Женщина, сидящая у окна возле тебя, жмет кнопку остановки, встает и пробирается между нами к выходу. Ты ставишь сумку на освободившееся место.
- Если у этого Васи не было наготове важного внутреннего переживания, то и не было его, что теперь? Изобретать какие-то искусственные смыслы? Человек взял, как чукча, готовую картинку и просто показал ее. Рассказал. Вот есть сердце, вот оно бьется, ну и прекрасно! Это же лучше, чем вот это вот надуманное вот это все…
Наверное, я здорово распаляюсь и начинаю размахивать руками, потому что ты вдруг улыбаешься и говоришь:
- Лучше, конечно, лучше. Просто… вот смотри, ты мне сейчас это показала, и я увидел. Какое оно, это сердце, и как оно бьется, и как это прекрасно. Это ты мне сейчас рассказала, а там этого нет. По крайней мере, там я этого не увидел.
Один-один.
- Кроме того, - продолжаешь ты, - мне по большому счету все равно, сколько времени у них было на подготовку…
Вот тут я уже не могу не смеяться. Два-один? Ты жмешь кнопку остановки, мы выходим и поворачиваем к светофору. Меня тут же начинает слегка лихорадить на холодном воздухе. Ты, как обычно, бросаешься на проезжую часть на красный. Я, как обычно, стою, ты говоришь «ах да!» и делаешь шаг назад. Мы стоим рядом и смотрим на безжизненную ночную дорогу и на красного человечка на столбе по другую ее сторону.

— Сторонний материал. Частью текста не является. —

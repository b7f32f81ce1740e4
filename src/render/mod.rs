//! Feed renderer.
//!
//! Turns posts into a declarative [`FeedView`]. The view is always rebuilt from scratch;
//! the client reconciles it onto whatever display surface it owns.

use chrono::{DateTime, Utc};
use serde::Serialize;

use crate::models::{Comment, Post, PostId, User};

const LIKED_ICON: &str = "❤️";
const UNLIKED_ICON: &str = "🤍";

/// Display format for post timestamps, e.g. `1/2/2023, 12:30:00 PM`.
pub const TIMESTAMP_FORMAT: &str = "%-m/%-d/%Y, %-I:%M:%S %p";

/// The whole visible feed.
#[derive(Debug, Clone, PartialEq, Eq, Serialize)]
#[serde(rename_all = "camelCase")]
pub struct FeedView {
    #[serde(skip_serializing_if = "Option::is_none")]
    pub welcome: Option<String>,
    #[serde(skip_serializing_if = "Option::is_none")]
    pub filter: Option<String>,
    pub total: usize,
    /// Newest first
    pub posts: Vec<PostView>,
}

/// One post card.
#[derive(Debug, Clone, PartialEq, Eq, Serialize)]
#[serde(rename_all = "camelCase")]
pub struct PostView {
    pub id: PostId,
    pub author: String,
    pub posted_at: String,
    pub text: String,
    #[serde(skip_serializing_if = "Option::is_none")]
    pub image: Option<ImageView>,
    pub like_button: LikeButton,
    pub comment_toggle: CommentToggle,
    pub share: ActionButton,
    pub delete: DeleteButton,
    pub comments: CommentSection,
}

#[derive(Debug, Clone, PartialEq, Eq, Serialize)]
pub struct ImageView {
    pub src: String,
    pub alt: String,
}

#[derive(Debug, Clone, PartialEq, Eq, Serialize)]
pub struct LikeButton {
    pub liked: bool,
    pub icon: String,
    pub count: u32,
}

#[derive(Debug, Clone, PartialEq, Eq, Serialize)]
pub struct CommentToggle {
    pub label: String,
    pub count: usize,
}

#[derive(Debug, Clone, PartialEq, Eq, Serialize)]
pub struct ActionButton {
    pub label: String,
}

#[derive(Debug, Clone, PartialEq, Eq, Serialize)]
#[serde(rename_all = "camelCase")]
pub struct DeleteButton {
    pub label: String,
    pub requires_confirmation: bool,
}

/// Collapsible comment list plus its submission form.
#[derive(Debug, Clone, PartialEq, Eq, Serialize)]
pub struct CommentSection {
    pub collapsed: bool,
    /// Oldest first
    pub items: Vec<CommentView>,
    pub form: CommentForm,
}

#[derive(Debug, Clone, PartialEq, Eq, Serialize)]
pub struct CommentView {
    pub author: String,
    pub text: String,
}

#[derive(Debug, Clone, PartialEq, Eq, Serialize)]
#[serde(rename_all = "camelCase")]
pub struct CommentForm {
    pub placeholder: String,
    pub submit_label: String,
}

/// Formats in UTC rather than the viewer's local zone; the server has no client locale.
pub fn format_timestamp(timestamp: &DateTime<Utc>) -> String {
    timestamp.format(TIMESTAMP_FORMAT).to_string()
}

/// Render posts given in creation order (already filtered by the caller).
pub fn render_feed(posts: &[&Post], filter: Option<&str>, viewer: Option<&User>) -> FeedView {
    FeedView {
        welcome: viewer.map(|user| format!("Welcome, {}!", user.name)),
        filter: filter.map(str::to_string),
        total: posts.len(),
        posts: posts.iter().rev().map(|post| render_post(post)).collect(),
    }
}

pub fn render_post(post: &Post) -> PostView {
    PostView {
        id: post.id,
        author: post.author.clone(),
        posted_at: format_timestamp(&post.timestamp),
        text: post.text.clone(),
        image: post.image_url.as_ref().map(|src| ImageView {
            src: src.clone(),
            alt: "Post Image".to_string(),
        }),
        like_button: LikeButton {
            liked: post.is_liked,
            icon: if post.is_liked { LIKED_ICON } else { UNLIKED_ICON }.to_string(),
            count: post.likes,
        },
        comment_toggle: CommentToggle {
            label: format!("💬 Comment ({})", post.comments.len()),
            count: post.comments.len(),
        },
        share: ActionButton {
            label: "Share 🔗".to_string(),
        },
        delete: DeleteButton {
            label: "Delete Post".to_string(),
            requires_confirmation: true,
        },
        comments: CommentSection {
            collapsed: true,
            items: post.comments.iter().map(render_comment).collect(),
            form: CommentForm {
                placeholder: "Write a comment...".to_string(),
                submit_label: "Add".to_string(),
            },
        },
    }
}

fn render_comment(comment: &Comment) -> CommentView {
    CommentView {
        author: comment.author.clone(),
        text: comment.text.clone(),
    }
}
//! Session API endpoints.

use axum::{extract::State, Json};

use super::{error, success, ApiResult};
use crate::models::{LoginRequest, SignupNotice, SignupRequest, User};
use crate::AppState;

/// GET /api/session - Current viewer, if any.
pub async fn get_session(State(state): State<AppState>) -> ApiResult<Option<User>> {
    let app = state.feed.lock().await;
    success(app.current_user().cloned(), app.revision_id())
}

/// POST /api/session/login - Log in with any non-empty email and password.
pub async fn login(
    State(state): State<AppState>,
    Json(request): Json<LoginRequest>,
) -> ApiResult<User> {
    let mut app = state.feed.lock().await;
    let revision_id = app.revision_id();

    match app.login(&request.email, &request.password) {
        Ok(user) => success(user, revision_id),
        Err(e) => error(e, revision_id),
    }
}

/// POST /api/session/logout - Log out. Posts are kept.
pub async fn logout(State(state): State<AppState>) -> ApiResult<()> {
    let mut app = state.feed.lock().await;
    app.logout();
    success((), app.revision_id())
}

/// POST /api/session/signup - Cosmetic signup, returns the login pre-fill.
pub async fn signup(
    State(state): State<AppState>,
    Json(request): Json<SignupRequest>,
) -> ApiResult<SignupNotice> {
    let app = state.feed.lock().await;
    let notice = app.signup(&request.name, &request.email, &request.password);
    success(notice, app.revision_id())
}
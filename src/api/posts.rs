//! Post API endpoints.

use axum::{
    extract::{Path, Query, State},
    Json,
};
use serde::Deserialize;

use super::{error, success, ApiResult};
use crate::app::DeleteResult;
use crate::models::{CommentRequest, PostId, PublishRequest, ShareRequest};
use crate::render::FeedView;
use crate::share::ShareOutcome;
use crate::store::Answer;
use crate::AppState;

/// Delete confirmation. Anything but `confirm=true` is a decline.
#[derive(Debug, Default, Deserialize)]
pub struct DeleteQuery {
    #[serde(default)]
    pub confirm: bool,
}

/// POST /api/posts - Publish a post as the current viewer.
pub async fn publish_post(
    State(state): State<AppState>,
    Json(request): Json<PublishRequest>,
) -> ApiResult<FeedView> {
    let mut app = state.feed.lock().await;
    let revision_id = app.revision_id();

    match app.publish(&request.text, request.image_url.as_deref()) {
        Ok(view) => success(view, app.revision_id()),
        Err(e) => error(e, revision_id),
    }
}

/// POST /api/posts/:id/like - Toggle the viewer's like.
pub async fn toggle_like(
    State(state): State<AppState>,
    Path(id): Path<i64>,
) -> ApiResult<FeedView> {
    let mut app = state.feed.lock().await;
    let revision_id = app.revision_id();

    match app.toggle_like(PostId(id)) {
        Ok(view) => success(view, app.revision_id()),
        Err(e) => error(e, revision_id),
    }
}

/// DELETE /api/posts/:id - Delete a post once confirmed.
pub async fn delete_post(
    State(state): State<AppState>,
    Path(id): Path<i64>,
    Query(params): Query<DeleteQuery>,
) -> ApiResult<DeleteResult> {
    let mut app = state.feed.lock().await;
    let result = app.delete(PostId(id), &mut Answer(params.confirm));
    success(result, app.revision_id())
}

/// POST /api/posts/:id/comments - Append a comment as the current viewer.
pub async fn add_comment(
    State(state): State<AppState>,
    Path(id): Path<i64>,
    Json(request): Json<CommentRequest>,
) -> ApiResult<FeedView> {
    let mut app = state.feed.lock().await;
    let view = app.add_comment(PostId(id), &request.text);
    success(view, app.revision_id())
}

/// POST /api/posts/:id/share - Native share payload or fallback notification.
pub async fn share_post(
    State(state): State<AppState>,
    Path(id): Path<i64>,
    Json(request): Json<ShareRequest>,
) -> ApiResult<ShareOutcome> {
    let app = state.feed.lock().await;
    let revision_id = app.revision_id();

    match app.share(PostId(id), request.native_share) {
        Ok(outcome) => success(outcome, revision_id),
        Err(e) => error(e, revision_id),
    }
}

- Зря ты это, - говоришь ты. – У нас такого не было.
- Еще как было, - говорю я.
- Не было.
- Было.
Загорается зеленый. Ты, как обычно, идешь наискосок, а я, как обычно, иду строго перпендикулярно, и ты ждешь меня на том конце гипотенузы.
- Ну хорошо, было. Поначалу было. Но только поначалу.
Зачем ты притворяешься? Я же знаю, что ты притворяешься. Я же знаю, что ты всегда прав. Мы оба знаем, что ты всегда прав. Впрочем, решаю я, раз такая пьянка, пора идти на попятную.
- Наверное, я просто смотрю с совершенно другого ракурса, - говорю я. – Потому что… Может быть, в этом лучше не признаваться, но вся эта внутренняя жизнь… она мне не интересна. Мне хочется разглядывать автора, а он гораздо лучше виден через сценические решения.
Вот так вот ляпнешь, а потом жалеешь, думаю я.
- Вот так вот ляпнешь, а потом жалеешь, - тут же говорю я тебе и достаю наконец кофту, потому что меня уже потряхивает легкий озноб вечернего возбуждения.
Когда-нибудь потом, через неделю или, может быть, через год я буду жалеть, что не посмотрела в этот момент в твои прозрачные как виноградная мякоть голубые глаза. Но сейчас мне кажется, что я вижу их и без того, как я вижу их всегда. Сейчас я почему-то смотрю не на тебя, а на себя, и почему-то, когда ты говоришь: «Зачем же жалеть. Каждый видит что видит», меня окончательно накрывает волна пьяного ночного тумана, и тогда я смотрю себе под ноги и думаю, что идти осталось совсем мало и что мы, наверное, совершенно не успеем доиграть.
Потом мы опять стоим на залитой вечерней сыростью автобусной остановке, и ты ругаешь на чем свет и эту многострадальную постановку, и несчастного Васю Кинбера, и самое явление театра, как молью неизбежно погрызенного театральностью. Потом приходит очередной, теперь уже только мой автобус, и ты ловко и ровно подводишь конец начатой фразы под его открывающиеся двери, откинув для этого бесполезные формальности прощания. Но партия, в которой ты уже заранее безнадежно выиграл, все равно остается незаконченной.